In the future inmates in Texas prisons can read about Jackie Robinson, even if the Texas Department of Criminal Justice wouldn't let Kenneth Foster.
I just got off the phone with TDCJ public information officer Jason Clark who assured me that the refusal of the book on sports history to death row inmate Kenneth Foster was an accident, that it should have been approved.
If the pen is mightier than the sword, then words must truly be dangerous things.
Which must explain why the Texas Department of Criminal Justice wouldn't let death row inmate Kenneth Foster read a book on sports history that quoted Jackie Robinson, author David Zirin writes in the Fort Worth Star-Telegram ("Are words dangerous?," Aug. 19). TDCJ informed Zirin that his book"contains material that a reasonable person would construe as written solely for the purpose of communicating information designed to achieve the breakdown of prisons through offender disruption such as strikes or riots." Here's the offending passage from Robinson:
On Page 44, the radioactive quote in question was from that seditious revolutionary Jackie Robinson -- you know, the guy whose number is retired by all of Major League Baseball. I quoted Robinson's autobiography, I Never Had It Made, when he wrote about suffering racism early in his rookie season:
"I felt tortured and I tried to just play ball and ignore the insults. But it was really getting to me. ... For one wild and rage-crazed moment I thought, 'To hell with Mr. Rickey's "noble experiment." ... To hell with the image of the patient black freak I was supposed to create.' I could throw down my bat, stride over to that Phillies dugout, grab one of those white sons of [expletive] and smash his teeth in with my despised black fist. Then I could walk away from it all."
The other verboten passage made an historical reference to race riots in the US after Jack Johnson became the first black man to win the heavyweight boxing title.
I wonder what other titles have been denied by TDCJ on such flimsy grounds? These "Publication review/denial notification" forms sound like a good topic for an open records request, don't they?
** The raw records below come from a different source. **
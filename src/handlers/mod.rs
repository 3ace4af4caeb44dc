pub mod alerts;
pub mod inventory;
pub mod search;
pub mod settings;

use axum::{extract::State, http::StatusCode, Json};
use chrono::{NaiveDate, Utc};
use serde::Serialize;

use crate::{
    models::{InventoryItem, StockStatus},
    store::Store,
};

#[derive(Serialize)]
pub struct DepartmentSummary {
    pub total_items: usize,
    pub low_stock: usize,
    pub expiring_soon: usize,
}

#[derive(Serialize)]
pub struct DashboardSummary {
    pub pharmacy: DepartmentSummary,
    pub lab: DepartmentSummary,
    pub inventory_value: String,
    pub active_alerts: usize,
}

pub(crate) fn summarize(items: &[InventoryItem], today: NaiveDate) -> DepartmentSummary {
    DepartmentSummary {
        total_items: items.len(),
        // The stat card counts by the raw comparison, so an expiring item
        // that is also under its minimum still shows up here.
        low_stock: items.iter().filter(|i| i.stock <= i.min_level).count(),
        expiring_soon: items
            .iter()
            .filter(|i| i.status(today) == StockStatus::Expiring)
            .count(),
    }
}

pub async fn dashboard(State(store): State<Store>) -> Result<Json<DashboardSummary>, StatusCode> {
    let today = Utc::now().date_naive();
    let data = store.read().map_err(|_| StatusCode::INTERNAL_SERVER_ERROR)?;

    Ok(Json(DashboardSummary {
        pharmacy: summarize(&data.pharmacy, today),
        lab: summarize(&data.lab, today),
        inventory_value: format!("{:.2}", data.total_inventory_value()),
        active_alerts: data.alerts.len(),
    }))
}
use axum::{extract::State, http::StatusCode, Json};
use chrono::Utc;

use crate::{models::AlertSettings, store::Store};

pub async fn get_settings(State(store): State<Store>) -> Result<Json<AlertSettings>, StatusCode> {
    let data = store.read().map_err(|_| StatusCode::INTERNAL_SERVER_ERROR)?;
    Ok(Json(data.settings))
}

// Writing settings retriggers alert generation, since the stock alerts
// depend on the global threshold.
pub async fn update_settings(
    State(store): State<Store>,
    Json(settings): Json<AlertSettings>,
) -> Result<Json<AlertSettings>, StatusCode> {
    if !settings.threshold_in_range() {
        return Err(StatusCode::BAD_REQUEST);
    }

    let mut data = store.write().map_err(|_| StatusCode::INTERNAL_SERVER_ERROR)?;
    data.settings = settings;
    data.refresh_alerts(Utc::now().date_naive());

    Ok(Json(settings))
}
If Jackie Robinson and Jack Johnson don't make the cut, it makes me wonder what other history or ideas TDCJ thinks it's too dangerous for inmates to learn about.
As mentioned previously, there's a rally in Austin at the capitol tomorrow opposing Foster's execution, which is scheduled to take place at the end of this month.
Clark said the book was flagged in the mailroom because of racial content (historical passages about baseball great Jackie Robinson and boxer Jack Johnson), but that supervisors should have approved it under current policies. They didn't (no one knows why), so a denial letter went out citing the passages flagged by the mailroom.
He added that after the book's author wrote about the episode in the Fort Worth Star-Telegram, a notification/correction was sent to both the publisher and the inmate to let them know it was okay if the author wanted to re-send the book.
That's cutting it pretty close, isn't it? Kenneth Foster is scheduled to be executed nine days from now on August 30, so if they're going to get him that book they'd better hurry. :-/
Clark and I talked through what information TDCJ keeps on rejected books, and I think I'll go ahead and file an open records request for the data tomorrow. After this episode, I want to see for myself the complete list of books TDCJ is rejecting and their policies.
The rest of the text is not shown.